Gatilhos na comunicação

 

Introdução

A sra. Ciervo entrou na clínica e perguntou: “Não há ninguém aqui?” Cristina, a assistente veterinária que estava atrás do balcão, olhou nos olhos dela e lhe perguntou muito seriamente: “Oi, eu não sou ninguém?!”.

“Oh, menina, eu só estava perguntando se havia algum médico-veterinário disponível. Que bicho lhe mordeu?", perguntou a sra. Ciervo, erguendo a voz.

“Eu não sou uma menina, mas uma mulher casada e mãe de dois filhos. E bom dia, caso a sra. ainda não tenha percebido que nem me cumprimentou quando entrou”, disse Cristina. 

Figura 12. Esteja ciente de que sua linguagem corporal e tom de voz revelarão suas emoções negativas, independentemente do que você diz. © Manuel Fontègne

A partir daí, o conflito aumentou gradativamente até que a sra. Ciervo saiu irritada e Cristina começou a chorar de raiva e frustração. Ela sabia que estava errada em ter reagido dessa forma exagerada, mas não tinha conseguido se controlar (Figura 12). 

Há uma série de estímulos externos e internos que influenciam de maneira decisiva o modo como nos comunicamos.
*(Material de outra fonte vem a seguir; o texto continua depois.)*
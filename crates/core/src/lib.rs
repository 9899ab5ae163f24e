pub mod config;
pub mod metrics;
pub mod testing;
pub mod transform;

pub use config::{
    load_config, load_config_from_env, load_config_from_str, validate_config, Config, ConfigError,
    LoggingConfig,
};
pub use transform::{
    ChannelStatusSink, ErrorKind, FfmpegTranscoder, FfmpegTransform, FilePair, FileRef,
    StatusSink, StatusUpdate, TaskConfig, Transcoder, TranscoderConfig, Transform, TransformError,
};
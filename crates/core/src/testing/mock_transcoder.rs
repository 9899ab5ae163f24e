//! Mock transcoder for testing.

use async_trait::async_trait;
use std::collections::{HashMap, HashSet};
use std::path::{Path, PathBuf};
use std::sync::Arc;
use tokio::sync::{mpsc, RwLock};

use crate::transform::{
    FfmpegBinaries, ProbeInfo, ProgressEvent, TranscodeRequest, Transcoder, TranscoderError,
};

/// Mock implementation of the Transcoder trait.
///
/// Provides controllable behavior for testing:
/// - Track transcode requests for assertions
/// - Fail capability checks for chosen paths
/// - Control probe results and probe/transcode failures
/// - Replay a fixed list of progress fractions
///
/// Probing a path that does not exist on disk fails with
/// `TranscoderError::InputNotFound`, like the real backend.
#[derive(Debug, Clone, Default)]
pub struct MockTranscoder {
    /// Recorded transcode requests.
    requests: Arc<RwLock<Vec<TranscodeRequest>>>,
    /// Paths whose capability check fails.
    failing_binaries: Arc<RwLock<HashSet<PathBuf>>>,
    /// Pre-configured probe results by path.
    probe_results: Arc<RwLock<HashMap<PathBuf, ProbeInfo>>>,
    /// If set, the next probe fails with this error.
    probe_error: Arc<RwLock<Option<TranscoderError>>>,
    /// If set, the next transcode fails with this error after sending progress.
    transcode_error: Arc<RwLock<Option<TranscoderError>>>,
    /// Progress fractions sent during each transcode.
    progress_steps: Arc<RwLock<Vec<f64>>>,
}

impl MockTranscoder {
    /// Create a new mock transcoder.
    pub fn new() -> Self {
        Self::default()
    }

    /// Get all recorded transcode requests.
    pub async fn recorded_requests(&self) -> Vec<TranscodeRequest> {
        self.requests.read().await.clone()
    }

    /// Make the capability check fail for `path`.
    pub async fn fail_binary_check(&self, path: impl AsRef<Path>) {
        self.failing_binaries
            .write()
            .await
            .insert(path.as_ref().to_path_buf());
    }

    /// Set a probe result for a specific path.
    pub async fn set_probe_result(&self, path: impl AsRef<Path>, info: ProbeInfo) {
        self.probe_results
            .write()
            .await
            .insert(path.as_ref().to_path_buf(), info);
    }

    /// Configure the next probe to fail with the given error.
    pub async fn set_probe_error(&self, error: TranscoderError) {
        *self.probe_error.write().await = Some(error);
    }

    /// Configure the next transcode to fail with the given error.
    pub async fn set_transcode_error(&self, error: TranscoderError) {
        *self.transcode_error.write().await = Some(error);
    }

    /// Set the progress fractions reported by each transcode.
    pub async fn set_progress_steps(&self, steps: Vec<f64>) {
        *self.progress_steps.write().await = steps;
    }

    /// Create a default ProbeInfo for testing.
    fn create_default_info(path: &Path) -> ProbeInfo {
        ProbeInfo {
            path: path.to_path_buf(),
            size_bytes: 100 * 1024 * 1024, // 100 MB
            duration_secs: 60.0,
            format: "mov".to_string(),
            bitrate_kbps: Some(8000),
            video_codec: Some("h264".to_string()),
            width: Some(1280),
            height: Some(720),
            frame_rate: Some(25.0),
            audio_codec: Some("aac".to_string()),
            audio_sample_rate: Some(48000),
            audio_channels: Some(2),
        }
    }
}

#[async_trait]
impl Transcoder for MockTranscoder {
    fn name(&self) -> &str {
        "mock"
    }

    async fn check_binary(&self, path: &Path) -> Result<PathBuf, TranscoderError> {
        if self.failing_binaries.read().await.contains(path) {
            return Err(TranscoderError::BinaryCheckFailed {
                path: path.to_path_buf(),
                reason: "mock check failure".to_string(),
            });
        }
        Ok(path.to_path_buf())
    }

    async fn probe(
        &self,
        _binaries: &FfmpegBinaries,
        input: &Path,
    ) -> Result<ProbeInfo, TranscoderError> {
        if let Some(err) = self.probe_error.write().await.take() {
            return Err(err);
        }

        if let Some(info) = self.probe_results.read().await.get(input) {
            return Ok(info.clone());
        }

        if !input.exists() {
            return Err(TranscoderError::InputNotFound {
                path: input.to_path_buf(),
            });
        }

        Ok(Self::create_default_info(input))
    }

    async fn transcode(
        &self,
        _binaries: &FfmpegBinaries,
        request: TranscodeRequest,
        progress_tx: mpsc::UnboundedSender<ProgressEvent>,
    ) -> Result<(), TranscoderError> {
        self.requests.write().await.push(request);

        for step in self.progress_steps.read().await.iter() {
            let _ = progress_tx.send(ProgressEvent::new(*step));
        }

        match self.transcode_error.write().await.take() {
            Some(err) => Err(err),
            None => Ok(()),
        }
    }
}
A qualidade de nossa comunicação depende da lacuna que criamos entre esses estímulos e nossa resposta. 

Quais são esses estímulos ou gatilhos que precisamos prestar atenção?

Gatilhos externos

Faça as seguintes perguntas para avaliar a situação de sua clínica (1,2).

1. Sinais do ambiente (lugar físico)

O ambiente ajuda a comunicação com os clientes a ser mais fluida, para que eles fiquem bem informados, aprendam mais e ainda se sintam à vontade e respeitados?

Alguns exemplos:

O estacionamento está limpo e possui vagas disponíveis (livres)?
Os clientes sempre são recebidos na recepção com um sorriso e o pet com um cumprimento?
Na sala de espera, há informações de caráter educativo sobre o manejo e a alimentação dos pets?
Os cães e gatos podem ficar em ambientes separados, sem se incomodar uns com os outros?
Existem recursos didáticos, como modelos anatômicos ou quadro branco para escrever ou desenhar suas explicações no consultório médico?
Evito examinar os pacientes na área da recepção ou do lado de fora da sala de consulta?
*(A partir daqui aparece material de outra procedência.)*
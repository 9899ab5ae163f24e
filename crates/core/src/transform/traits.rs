//! Trait definitions for the transform module.

use async_trait::async_trait;
use std::path::{Path, PathBuf};
use tokio::sync::mpsc;

use super::binaries::FfmpegBinaries;
use super::error::{TranscoderError, TransformError};
use super::probe::ProbeInfo;
use super::progress::ProgressEvent;
use super::types::{FilePair, InputRef, TranscodeRequest};

/// A backend able to probe and transcode media files.
///
/// Binary paths are passed on every call; implementations hold no
/// per-activation state.
#[async_trait]
pub trait Transcoder: Send + Sync {
    /// Returns the name of this transcoder implementation.
    fn name(&self) -> &str;

    /// Checks that the binary at `path` is usable and returns the path it
    /// resolved to.
    async fn check_binary(&self, path: &Path) -> Result<PathBuf, TranscoderError>;

    /// Reads basic information about a media file.
    async fn probe(
        &self,
        binaries: &FfmpegBinaries,
        input: &Path,
    ) -> Result<ProbeInfo, TranscoderError>;

    /// Runs a transcode to completion.
    ///
    /// Progress events are sent as they are parsed. A closed receiver does
    /// not stop the transcode.
    async fn transcode(
        &self,
        binaries: &FfmpegBinaries,
        request: TranscodeRequest,
        progress_tx: mpsc::UnboundedSender<ProgressEvent>,
    ) -> Result<(), TranscoderError>;
}

/// A pipeline stage as driven by the host.
#[async_trait]
pub trait Transform: Send + Sync {
    /// Returns the name of this stage.
    fn name(&self) -> &str;

    /// Validates configuration and inputs before any work starts.
    async fn prepare(&mut self, inputs: &[InputRef]) -> Result<(), TransformError>;

    /// Processes file pairs one at a time, stopping at the first failure.
    async fn process(&mut self, pairs: Vec<FilePair>) -> Result<(), TransformError>;
}
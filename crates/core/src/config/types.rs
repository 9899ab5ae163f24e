use serde::{Deserialize, Serialize};

use crate::transform::{TaskConfig, TranscoderConfig};

/// Root configuration
#[derive(Debug, Clone, Default, Deserialize, Serialize)]
pub struct Config {
    #[serde(default)]
    pub task: TaskConfig,
    #[serde(default)]
    pub transcoder: TranscoderConfig,
    #[serde(default)]
    pub logging: LoggingConfig,
}

/// Logging configuration
#[derive(Debug, Clone, PartialEq, Eq, Deserialize, Serialize)]
pub struct LoggingConfig {
    /// Default filter when RUST_LOG is unset (trace, debug, info, warn, error)
    #[serde(default = "default_log_level")]
    pub level: String,
    /// Emit JSON lines instead of human readable output
    #[serde(default)]
    pub json: bool,
}

impl Default for LoggingConfig {
    fn default() -> Self {
        Self {
            level: default_log_level(),
            json: false,
        }
    }
}

fn default_log_level() -> String {
    "info".to_string()
}

/// Levels accepted for `logging.level`
pub const LOG_LEVELS: [&str; 5] = ["trace", "debug", "info", "warn", "error"];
(Ver a Edição Especial da Revista Focus “Como melhorar a experiência dos tutores de pets em sua clínica”.)

Figura 13. Um estado positivo de humor e mentalidade pode ter um grande impacto em suas interações com os clientes (3). © Manuel Fontègne

2. Tempo

Você permanece com o mesmo humor de manhã e à tarde? Você tem mais paciência no início de seu plantão? Você fica mais alegre e otimista ao longo do dia?

Pergunte a si mesmo...“Quando chego bem cedo à clínica, pareço mais relaxado, cumprimento as pessoas, sorrio e escuto mais? Mas, quando chego com pouco tempo livre, não paro para sorrir nem para cumprimentar os outros? São nessas horas em que transmito estresse e torno a comunicação mais difícil?”.



3. Certas pessoas

Alguns médicos-veterinários e assistentes ficam muito estressados ao lidar com determinados clientes, tal como o caso da sra. Ciervo, por exemplo. Outros se mostram extremamente empáticos quando o cliente é idoso ou muito jovem. 

Você consegue identificar um tipo de cliente que o ajude ou o impeça de demonstrar a sua melhor versão ao se comunicar?

Há algum tipo de companhia que torna as coisas mais fáceis para você? Existe alguma pessoa na clínica que só reclama e sempre fala que a vida é injusta para ele ou ela? Talvez exista um funcionário ou chefe que nunca está satisfeito e constantemente exige mais coisas?


4. Passado imediato

Você tem consciência de algum acontecimento recente que pode facilitar ou dificultar a sua comunicação? Você ainda pode estar tenso após uma cirurgia difícil e falar rápido demais. Depois de conversar com um cliente irritado, tente fazer uma pausa antes de ver o próximo paciente. Pergunte a si mesmo se você já está pronto para mostrar a sua melhor versão depois do que aconteceu.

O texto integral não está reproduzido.